In any case, you must be true to your heart, else one will think they are perfect. Making mistakes is the greatest of blessings to bring love and humility to a life.
Giving that same grace to others, blesses us.
But returning evil for evil, hurts us.
So judging others by actions can never help, but discernment and love, always will. Some people will have to go to prison, a safe place where they can work out their hearts problems, I realize. And sometimes you have to give up and walk away from a relationship, when you have nothing more in you to give. Those are all practical realities. It's not on us to save the world, just not judge anyone, and rather, love them no matter what. have mercy no matter what. Be as kind and peacable as we can be, always asking God for more.

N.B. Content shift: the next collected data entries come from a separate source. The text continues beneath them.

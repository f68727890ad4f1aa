//! Credential store: user identities and hashed secrets

use argon2::{password_hash::SaltString, Argon2, PasswordHash, PasswordHasher, PasswordVerifier};
use common::error::{StoreError, StoreResult};
use sqlx::PgPool;
use tracing::info;

use crate::models::{NewUser, User};

/// Repository over the `users` table.
///
/// The plaintext secret is hashed before any statement runs; the store
/// never persists or logs it.
#[derive(Clone)]
pub struct UserRepository {
    pool: PgPool,
}

impl UserRepository {
    pub fn new(pool: PgPool) -> Self {
        Self { pool }
    }

    /// Create a new identity.
    ///
    /// Returns `None` when the email is already taken. Uniqueness is
    /// enforced by the statement itself (`ON CONFLICT DO NOTHING`), so a
    /// concurrent signup with the same email cannot slip through.
    pub async fn create(&self, new_user: &NewUser) -> StoreResult<Option<User>> {
        info!("Creating identity for email: {}", new_user.email);

        let password_hash = hash_secret(&new_user.password)?;

        let user = sqlx::query_as::<_, User>(
            r#"
            INSERT INTO users (id, name, email, password_hash, profile_image, created_at)
            VALUES (gen_random_uuid(), $1, $2, $3, $4, now())
            ON CONFLICT (email) DO NOTHING
            RETURNING id, name, email, password_hash, profile_image, created_at
            "#,
        )
        .bind(&new_user.name)
        .bind(&new_user.email)
        .bind(&password_hash)
        .bind(&new_user.profile_image)
        .fetch_optional(&self.pool)
        .await
        .map_err(StoreError::Query)?;

        Ok(user)
    }

    /// Find an identity by its email, compared exactly as stored.
    pub async fn find_by_email(&self, email: &str) -> StoreResult<Option<User>> {
        let user = sqlx::query_as::<_, User>(
            r#"
            SELECT id, name, email, password_hash, profile_image, created_at
            FROM users
            WHERE email = $1
            "#,
        )
        .bind(email)
        .fetch_optional(&self.pool)
        .await
        .map_err(StoreError::Query)?;

        Ok(user)
    }

    /// Verify a login secret against the stored credential.
    ///
    /// Goes through argon2's own verifier, which re-derives the hash and
    /// compares in constant effort. An unparseable stored hash counts as a
    /// failed verification rather than an error.
    pub fn verify_password(&self, user: &User, password: &str) -> bool {
        let Ok(parsed_hash) = PasswordHash::new(&user.password_hash) else {
            return false;
        };

        Argon2::default()
            .verify_password(password.as_bytes(), &parsed_hash)
            .is_ok()
    }
}

fn hash_secret(password: &str) -> StoreResult<String> {
    let salt = SaltString::generate(&mut rand::thread_rng());
    let hash = Argon2::default()
        .hash_password(password.as_bytes(), &salt)
        .map_err(|e| StoreError::Credential(format!("failed to hash password: {}", e)))?;
    Ok(hash.to_string())
}

#[cfg(test)]
mod tests {
    use super::*;
    use chrono::Utc;
    use uuid::Uuid;

    fn user_with_password(password: &str) -> User {
        User {
            id: Uuid::new_v4(),
            name: "Alice".to_string(),
            email: "a@x.com".to_string(),
            password_hash: hash_secret(password).unwrap(),
            profile_image: None,
            created_at: Utc::now(),
        }
    }

    #[test]
    fn hash_is_never_the_plaintext() {
        let hash = hash_secret("secret123").unwrap();
        assert_ne!(hash, "secret123");
        assert!(hash.starts_with("$argon2"));
    }

    #[test]
    fn hashing_salts_each_secret() {
        let first = hash_secret("secret123").unwrap();
        let second = hash_secret("secret123").unwrap();
        assert_ne!(first, second);
    }

    #[tokio::test]
    async fn verify_accepts_the_right_secret() {
        let user = user_with_password("secret123");
        let repo = UserRepository {
            pool: PgPool::connect_lazy("postgresql://localhost/unused").unwrap(),
        };
        assert!(repo.verify_password(&user, "secret123"));
    }

    #[tokio::test]
    async fn verify_rejects_a_wrong_secret() {
        let user = user_with_password("secret123");
        let repo = UserRepository {
            pool: PgPool::connect_lazy("postgresql://localhost/unused").unwrap(),
        };
        assert!(!repo.verify_password(&user, "secret124"));
    }

    #[tokio::test]
    async fn verify_rejects_a_corrupted_stored_hash() {
        let mut user = user_with_password("secret123");
        user.password_hash = "not-a-phc-string".to_string();
        let repo = UserRepository {
            pool: PgPool::connect_lazy("postgresql://localhost/unused").unwrap(),
        };
        assert!(!repo.verify_password(&user, "secret123"));
    }
}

I love confrontation, like this one with Rob. I find it is a great way for me to show love, but that doesn't mean I can't have fun and call him names and stuff, because otherwise, I'd be talking down to him, not treating him as I want to be treated.
No one is better than anyone else, and everyone knows how we want to be treated. That's the golden rule... do unto others, as you would have them do unto you.
Good grief I hope this doesn't come across like a sermon. sheesh...
Thanks for asking that question bro. Good one.